ACTIVITY
Within the entries that follow, show each line where the word "MaxVertices" occurs.

Collected data entries

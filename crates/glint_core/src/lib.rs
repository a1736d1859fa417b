//! Glint Core - Scene model and scene description loading.
//!
//! This crate provides:
//!
//! - **Scene model types**: `Color`, `Material`, `Light`, `CameraSettings`,
//!   `Shape` and the `SceneDescription` that ties them together
//! - **SDL support**: parsing and validating the line-oriented scene
//!   description language
//!
//! # Example
//!
//! ```ignore
//! use glint_core::sdl::load_sdl;
//!
//! let scene = load_sdl("scene.txt")?;
//! println!("Loaded {} shapes, {} lights",
//!     scene.shapes.len(),
//!     scene.lights.len());
//! ```

pub mod color;
pub mod light;
pub mod material;
pub mod scene;
pub mod sdl;

// Re-export commonly used types
pub use color::Color;
pub use light::Light;
pub use material::Material;
pub use scene::{CameraSettings, SceneDescription, Shape};
pub use sdl::{load_sdl, load_sdl_from_string};
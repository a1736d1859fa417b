//! SDL record types for intermediate representation.
//!
//! These types represent parsed directives before validation and conversion
//! to the scene description. Integer fields are kept signed so that range
//! checks happen in the loader, with a proper error.

use glint_math::Vec3;

use crate::{Color, Material};

/// A parsed directive together with its 1-based source line.
#[derive(Clone, Debug, PartialEq)]
pub struct Record {
    pub line: usize,
    pub directive: Directive,
}

/// A single scene directive.
#[derive(Clone, Debug, PartialEq)]
pub enum Directive {
    /// `camera px py pz dx dy dz ux uy uz half_angle`
    Camera {
        position: Vec3,
        direction: Vec3,
        up: Vec3,
        half_angle: f32,
    },

    /// `film_resolution width height`
    FilmResolution { width: i64, height: i64 },

    /// `max_vertices n`
    MaxVertices(i64),

    /// `max_normals n`
    MaxNormals(i64),

    /// `vertex x y z`
    Vertex(Vec3),

    /// `normal x y z`
    Normal(Vec3),

    /// `triangle v0 v1 v2`
    Triangle([i64; 3]),

    /// `normal_triangle v0 v1 v2 n0 n1 n2`
    NormalTriangle { vertices: [i64; 3], normals: [i64; 3] },

    /// `sphere x y z radius`
    Sphere { center: Vec3, radius: f32 },

    /// `plane px py pz nx ny nz`
    Plane { point: Vec3, normal: Vec3 },

    /// `background r g b`
    Background(Color),

    /// `ambient_light r g b`
    AmbientLight(Color),

    /// `material ar ag ab dr dg db sr sg sb exponent tr tg tb ior`
    Material(Material),

    /// `point_light r g b x y z`
    PointLight { color: Color, position: Vec3 },

    /// `directional_light r g b dx dy dz`
    DirectionalLight { color: Color, direction: Vec3 },

    /// `spot_light r g b x y z dx dy dz inner outer`
    SpotLight {
        color: Color,
        position: Vec3,
        direction: Vec3,
        inner_angle: f32,
        outer_angle: f32,
    },

    /// `max_depth n`
    MaxDepth(i64),
}

impl Directive {
    /// Keyword introducing this directive in a scene file.
    pub fn keyword(&self) -> &'static str {
        match self {
            Directive::Camera { .. } => "camera",
            Directive::FilmResolution { .. } => "film_resolution",
            Directive::MaxVertices(_) => "max_vertices",
            Directive::MaxNormals(_) => "max_normals",
            Directive::Vertex(_) => "vertex",
            Directive::Normal(_) => "normal",
            Directive::Triangle(_) => "triangle",
            Directive::NormalTriangle { .. } => "normal_triangle",
            Directive::Sphere { .. } => "sphere",
            Directive::Plane { .. } => "plane",
            Directive::Background(_) => "background",
            Directive::AmbientLight(_) => "ambient_light",
            Directive::Material(_) => "material",
            Directive::PointLight { .. } => "point_light",
            Directive::DirectionalLight { .. } => "directional_light",
            Directive::SpotLight { .. } => "spot_light",
            Directive::MaxDepth(_) => "max_depth",
        }
    }
}

/// Number of numeric fields each directive takes, or `None` for unknown
/// keywords.
pub fn field_count(keyword: &str) -> Option<usize> {
    let count = match keyword {
        "camera" => 10,
        "film_resolution" => 2,
        "max_vertices" | "max_normals" | "max_depth" => 1,
        "vertex" | "normal" | "triangle" => 3,
        "normal_triangle" => 6,
        "sphere" => 4,
        "plane" => 6,
        "background" | "ambient_light" => 3,
        "material" => 14,
        "point_light" | "directional_light" => 6,
        "spot_light" => 11,
        _ => return None,
    };
    Some(count)
}
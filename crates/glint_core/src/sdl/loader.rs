//! High-level SDL scene loading.
//!
//! This module provides the main entry point for loading scene files and
//! validating them into a [`SceneDescription`]. Any error here aborts the
//! load before the renderer sees the scene.

use std::path::Path;

use glint_math::Vec3;
use thiserror::Error;

use crate::scene::{CameraSettings, SceneDescription, Shape};
use crate::sdl::parser::{parse_sdl, ParseError};
use crate::sdl::types::{Directive, Record};
use crate::{Light, Material};

/// Errors that can occur during scene loading.
#[derive(Error, Debug)]
pub enum LoadError {
    #[error("IO error: {0}")]
    Io(#[from] std::io::Error),

    #[error("Parse error: {0}")]
    Parse(#[from] ParseError),

    #[error("`{directive}` at line {line} before `{declaration}` was declared")]
    Undeclared {
        line: usize,
        directive: &'static str,
        declaration: &'static str,
    },

    #[error("Too many {pool}s at line {line}: at most {max} declared")]
    PoolOverflow {
        line: usize,
        pool: &'static str,
        max: usize,
    },

    #[error("{pool} index {index} at line {line} out of range ({count} declared)")]
    IndexOutOfRange {
        line: usize,
        pool: &'static str,
        index: i64,
        count: usize,
    },

    #[error("Invalid `{directive}` at line {line}: {message}")]
    InvalidValue {
        line: usize,
        directive: &'static str,
        message: String,
    },
}

/// Result type for loading operations.
pub type LoadResult<T> = Result<T, LoadError>;

/// Load an SDL file and return its scene description.
///
/// # Example
///
/// ```ignore
/// use glint_core::sdl::load_sdl;
///
/// let scene = load_sdl("scene.txt")?;
/// println!("Loaded {} shapes", scene.shapes.len());
/// ```
pub fn load_sdl<P: AsRef<Path>>(path: P) -> LoadResult<SceneDescription> {
    let path = path.as_ref();
    let content = std::fs::read_to_string(path)?;
    log::debug!("Loading scene {}", path.display());
    load_sdl_from_string(&content)
}

/// Load SDL from a string (useful for testing).
pub fn load_sdl_from_string(content: &str) -> LoadResult<SceneDescription> {
    let records = parse_sdl(content)?;

    let mut builder = SceneBuilder::new();
    for record in &records {
        builder.process(record)?;
    }

    Ok(builder.finish())
}

/// A bounded pool of vertices or normals referenced by index.
struct Pool {
    name: &'static str,
    declaration: &'static str,
    max: Option<usize>,
    items: Vec<Vec3>,
}

impl Pool {
    fn new(name: &'static str, declaration: &'static str) -> Self {
        Self {
            name,
            declaration,
            max: None,
            items: Vec::new(),
        }
    }

    fn declare(&mut self, line: usize, max: i64) -> LoadResult<()> {
        if max < 1 {
            return Err(LoadError::InvalidValue {
                line,
                directive: self.declaration,
                message: format!("maximum must be positive, got {max}"),
            });
        }
        self.max = Some(max as usize);
        Ok(())
    }

    fn push(&mut self, line: usize, directive: &'static str, v: Vec3) -> LoadResult<()> {
        let max = self.max.ok_or(LoadError::Undeclared {
            line,
            directive,
            declaration: self.declaration,
        })?;
        if self.items.len() >= max {
            return Err(LoadError::PoolOverflow {
                line,
                pool: self.name,
                max,
            });
        }
        self.items.push(v);
        Ok(())
    }

    fn get(&self, line: usize, index: i64) -> LoadResult<Vec3> {
        usize::try_from(index)
            .ok()
            .and_then(|i| self.items.get(i).copied())
            .ok_or(LoadError::IndexOutOfRange {
                line,
                pool: self.name,
                index,
                count: self.items.len(),
            })
    }

    fn get3(&self, line: usize, indices: [i64; 3]) -> LoadResult<[Vec3; 3]> {
        Ok([
            self.get(line, indices[0])?,
            self.get(line, indices[1])?,
            self.get(line, indices[2])?,
        ])
    }
}

/// Internal builder for constructing a scene description from records.
struct SceneBuilder {
    scene: SceneDescription,
    vertices: Pool,
    normals: Pool,
    /// Material applied to subsequently declared surfaces
    material: Material,
}

impl SceneBuilder {
    fn new() -> Self {
        Self {
            scene: SceneDescription::default(),
            vertices: Pool::new("vertex", "max_vertices"),
            normals: Pool::new("normal", "max_normals"),
            material: Material::default(),
        }
    }

    fn process(&mut self, record: &Record) -> LoadResult<()> {
        let line = record.line;
        let keyword = record.directive.keyword();

        match record.directive {
            Directive::Camera {
                position,
                direction,
                up,
                half_angle,
            } => {
                let direction = nonzero(line, keyword, direction)?;
                let up = nonzero(line, keyword, up)?;
                if half_angle <= 0.0 || half_angle >= 90.0 {
                    return Err(invalid(
                        line,
                        keyword,
                        format!("half-angle must be within (0, 90) degrees, got {half_angle}"),
                    ));
                }
                if direction.cross(up).length_squared() == 0.0 {
                    return Err(invalid(line, keyword, "up vector is parallel to direction".into()));
                }
                self.scene.camera = CameraSettings {
                    position,
                    direction,
                    up,
                    half_angle,
                };
            }
            Directive::FilmResolution { width, height } => {
                let (Ok(w), Ok(h)) = (u32::try_from(width), u32::try_from(height)) else {
                    return Err(invalid(line, keyword, format!("{width}x{height} out of range")));
                };
                if w == 0 || h == 0 {
                    return Err(invalid(line, keyword, format!("{w}x{h} has no pixels")));
                }
                self.scene.width = w;
                self.scene.height = h;
            }
            Directive::MaxVertices(max) => self.vertices.declare(line, max)?,
            Directive::MaxNormals(max) => self.normals.declare(line, max)?,
            Directive::Vertex(v) => self.vertices.push(line, keyword, v)?,
            Directive::Normal(n) => {
                let n = nonzero(line, keyword, n)?;
                self.normals.push(line, keyword, n)?
            }
            Directive::Triangle(indices) => {
                let vertices = self.vertices.get3(line, indices)?;
                degenerate_check(line, keyword, &vertices)?;
                self.scene.shapes.push(Shape::Triangle {
                    vertices,
                    material: self.material,
                });
            }
            Directive::NormalTriangle { vertices, normals } => {
                let vertices = self.vertices.get3(line, vertices)?;
                let normals = self.normals.get3(line, normals)?;
                degenerate_check(line, keyword, &vertices)?;
                self.scene.shapes.push(Shape::NormalTriangle {
                    vertices,
                    normals,
                    material: self.material,
                });
            }
            Directive::Sphere { center, radius } => {
                if radius <= 0.0 {
                    return Err(invalid(line, keyword, format!("radius must be positive, got {radius}")));
                }
                self.scene.shapes.push(Shape::Sphere {
                    center,
                    radius,
                    material: self.material,
                });
            }
            Directive::Plane { point, normal } => {
                let normal = nonzero(line, keyword, normal)?;
                self.scene.shapes.push(Shape::Plane {
                    point,
                    normal,
                    material: self.material,
                });
            }
            Directive::Background(color) => self.scene.background = color,
            Directive::AmbientLight(color) => self.scene.ambient = color,
            Directive::Material(material) => {
                if material.phong_exponent < 0.0 {
                    return Err(invalid(line, keyword, "phong exponent must not be negative".into()));
                }
                if material.ior <= 0.0 {
                    return Err(invalid(line, keyword, format!("index of refraction must be positive, got {}", material.ior)));
                }
                self.material = material;
            }
            Directive::PointLight { color, position } => {
                self.scene.lights.push(Light::point(position, color));
            }
            Directive::DirectionalLight { color, direction } => {
                let direction = nonzero(line, keyword, direction)?;
                self.scene.lights.push(Light::directional(direction, color));
            }
            Directive::SpotLight {
                color,
                position,
                direction,
                inner_angle,
                outer_angle,
            } => {
                let direction = nonzero(line, keyword, direction)?;
                if inner_angle <= 0.0 || outer_angle <= inner_angle || outer_angle >= 360.0 {
                    return Err(invalid(
                        line,
                        keyword,
                        format!("cone angles must satisfy 0 < inner < outer < 360, got {inner_angle} and {outer_angle}"),
                    ));
                }
                self.scene.lights.push(Light::spot(
                    position,
                    direction,
                    inner_angle,
                    outer_angle,
                    color,
                ));
            }
            Directive::MaxDepth(depth) => {
                let depth = u32::try_from(depth)
                    .map_err(|_| invalid(line, keyword, format!("depth must not be negative, got {depth}")))?;
                self.scene.max_depth = Some(depth);
            }
        }

        Ok(())
    }

    fn finish(self) -> SceneDescription {
        log::info!(
            "Loaded scene: {}x{}, {} shapes, {} lights, {} vertices, {} normals",
            self.scene.width,
            self.scene.height,
            self.scene.shapes.len(),
            self.scene.lights.len(),
            self.vertices.items.len(),
            self.normals.items.len()
        );
        if self.scene.lights.is_empty() {
            log::warn!("Scene has no lights; only ambient and background will contribute");
        }
        self.scene
    }
}

fn invalid(line: usize, directive: &'static str, message: String) -> LoadError {
    LoadError::InvalidValue {
        line,
        directive,
        message,
    }
}

fn nonzero(line: usize, directive: &'static str, v: Vec3) -> LoadResult<Vec3> {
    if v.length_squared() == 0.0 {
        return Err(invalid(line, directive, "direction vector has zero length".into()));
    }
    Ok(v)
}

fn degenerate_check(line: usize, directive: &'static str, v: &[Vec3; 3]) -> LoadResult<()> {
    let area2 = (v[1] - v[0]).cross(v[2] - v[0]).length_squared();
    if area2 == 0.0 {
        return Err(invalid(line, directive, "triangle has zero area".into()));
    }
    Ok(())
}
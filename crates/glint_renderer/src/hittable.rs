//! Hittable trait and intersection records.

use std::cmp::Ordering;

use glint_core::Material;
use glint_math::{Aabb, Ray, Vec3};

use crate::Surface;

/// Whether a ray passes into or out of a volume at a hit point.
#[derive(Debug, Clone, Copy, PartialEq, Eq)]
pub enum Incidence {
    /// The ray arrives from outside (direction opposes the normal).
    Entering,
    /// The ray leaves the interior (direction agrees with the normal).
    Exiting,
}

/// Record of a ray-surface intersection.
#[derive(Debug, Clone, Copy, PartialEq)]
pub struct Hit {
    /// Distance along the ray; always positive
    pub t: f32,
    /// Point of intersection
    pub point: Vec3,
    /// Outward-facing unit surface normal at `point`
    pub normal: Vec3,
    pub incidence: Incidence,
}

impl Hit {
    /// Orders hits by distance along the ray.
    pub fn cmp_distance(&self, other: &Hit) -> Ordering {
        self.t.total_cmp(&other.t)
    }

    /// The normal as a ray leaving the hit point.
    pub fn normal_ray(&self) -> Ray {
        Ray::new(self.point, self.normal)
    }
}

/// A hit together with the surface it belongs to.
#[derive(Debug, Clone, Copy)]
pub struct Intersection<'a> {
    pub hit: Hit,
    pub surface: &'a Surface,
}

impl<'a> Intersection<'a> {
    /// Material of the surface that was hit.
    pub fn material(&self) -> &'a Material {
        self.surface.material()
    }
}

/// Capability interface shared by every primitive.
pub trait Hittable: Send + Sync {
    /// Nearest intersection no further than `max_dist` along `ray`.
    ///
    /// Degenerate configurations (parallel rays, zero determinants) are
    /// misses, never errors.
    fn intersect(&self, ray: &Ray, max_dist: f32) -> Option<Hit>;

    /// Outward unit normal at a point on the surface.
    fn normal_at(&self, point: Vec3) -> Vec3;

    /// Axis-aligned bounding box of the surface.
    fn bounding_box(&self) -> Aabb;

    /// Representative position, used to partition surfaces in the BVH.
    fn position(&self) -> Vec3;

    fn material(&self) -> &Material;
}

#[cfg(test)]
mod tests {
    use super::*;

    fn hit_at(t: f32) -> Hit {
        Hit {
            t,
            point: Vec3::new(0.0, 0.0, -t),
            normal: Vec3::Z,
            incidence: Incidence::Entering,
        }
    }

    #[test]
    fn test_hits_order_by_distance() {
        let mut hits = vec![hit_at(3.0), hit_at(0.5), hit_at(2.0)];
        hits.sort_by(Hit::cmp_distance);

        let ts: Vec<f32> = hits.iter().map(|h| h.t).collect();
        assert_eq!(ts, vec![0.5, 2.0, 3.0]);

        let nearest = [hit_at(4.0), hit_at(1.0)]
            .into_iter()
            .min_by(Hit::cmp_distance)
            .unwrap();
        assert_eq!(nearest.t, 1.0);
    }

    #[test]
    fn test_normal_ray() {
        let ray = hit_at(2.0).normal_ray();
        assert_eq!(ray.origin(), Vec3::new(0.0, 0.0, -2.0));
        assert_eq!(ray.direction(), Vec3::Z);
    }
}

RESULT BELOW
    MaxVertices(i64),
            Directive::MaxVertices(_) => "max_vertices",
            Directive::MaxVertices(max) => self.vertices.declare(line, max)?,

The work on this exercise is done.